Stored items
..........

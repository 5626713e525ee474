use super::{OrderItem, Product};
use chrono::{DateTime, Utc};
use serde::{Deserialize, Serialize};
use sqlx::FromRow;
use uuid::Uuid;

#[derive(Debug, Clone, Serialize, Deserialize, FromRow, PartialEq)]
pub struct Order {
    pub id: Uuid,
    pub user_id: Uuid,
    pub total_cents: i64,
    pub currency: String,
    pub created_at: DateTime<Utc>,
}

/// A stored order line together with the product it references.
#[derive(Debug, Clone, PartialEq)]
pub struct OrderLineDetails {
    pub item: OrderItem,
    pub product: Product,
}

/// An order with its lines in line order.
#[derive(Debug, Clone, PartialEq)]
pub struct OrderDetails {
    pub order: Order,
    pub lines: Vec<OrderLineDetails>,
}
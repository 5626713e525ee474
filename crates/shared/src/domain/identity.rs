use serde::{Deserialize, Serialize};
use std::{fmt, str::FromStr};
use utoipa::ToSchema;
use uuid::Uuid;

#[derive(Debug, Clone, Copy, PartialEq, Eq, Serialize, Deserialize, ToSchema)]
#[serde(rename_all = "UPPERCASE")]
pub enum Role {
    User,
    Admin,
}

impl Role {
    pub fn as_str(&self) -> &'static str {
        match self {
            Role::User => "USER",
            Role::Admin => "ADMIN",
        }
    }
}

impl fmt::Display for Role {
    fn fmt(&self, f: &mut fmt::Formatter<'_>) -> fmt::Result {
        f.write_str(self.as_str())
    }
}

impl FromStr for Role {
    type Err = String;

    fn from_str(s: &str) -> Result<Self, Self::Err> {
        match s {
            "USER" => Ok(Role::User),
            "ADMIN" => Ok(Role::Admin),
            other => Err(format!("unknown role '{other}'")),
        }
    }
}

/// Caller identity attached to a request once its bearer token checks out.
#[derive(Debug, Clone, PartialEq, Eq)]
pub struct AuthUser {
    pub id: Uuid,
    pub email: String,
    pub role: Role,
}

impl AuthUser {
    pub fn is_admin(&self) -> bool {
        self.role == Role::Admin
    }
}

#[cfg(test)]
mod tests {
    use super::*;

    #[test]
    fn role_round_trips_through_its_column_value() {
        for role in [Role::User, Role::Admin] {
            assert_eq!(role.as_str().parse::<Role>(), Ok(role));
        }
        assert!("root".parse::<Role>().is_err());
    }
}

..........

• **DIRECTIONS FOR THIS TASK**: The output must consist solely of the lines from the first line of the records through the line containing "fn from_str(s: &str)", reproduced exactly.

• **TASK OUTPUT**:
repository 5626713e525ee474
use super::{OrderItem, Product};
use chrono::{DateTime, Utc};
use serde::{Deserialize, Serialize};
use sqlx::FromRow;
use uuid::Uuid;

#[derive(Debug, Clone, Serialize, Deserialize, FromRow, PartialEq)]
pub struct Order {
    pub id: Uuid,
    pub user_id: Uuid,
    pub total_cents: i64,
    pub currency: String,
    pub created_at: DateTime<Utc>,
}

/// A stored order line together with the product it references.
#[derive(Debug, Clone, PartialEq)]
pub struct OrderLineDetails {
    pub item: OrderItem,
    pub product: Product,
}

/// An order with its lines in line order.
#[derive(Debug, Clone, PartialEq)]
pub struct OrderDetails {
    pub order: Order,
    pub lines: Vec<OrderLineDetails>,
}
repository 5626713e525ee474
filename crates/shared/src/domain/identity.rs
use serde::{Deserialize, Serialize};
use std::{fmt, str::FromStr};
use utoipa::ToSchema;
use uuid::Uuid;

#[derive(Debug, Clone, Copy, PartialEq, Eq, Serialize, Deserialize, ToSchema)]
#[serde(rename_all = "UPPERCASE")]
pub enum Role {
    User,
    Admin,
}

impl Role {
    pub fn as_str(&self) -> &'static str {
        match self {
            Role::User => "USER",
            Role::Admin => "ADMIN",
        }
    }
}

impl fmt::Display for Role {
    fn fmt(&self, f: &mut fmt::Formatter<'_>) -> fmt::Result {
        f.write_str(self.as_str())
    }
}

impl FromStr for Role {
    type Err = String;

    fn from_str(s: &str) -> Result<Self, Self::Err> {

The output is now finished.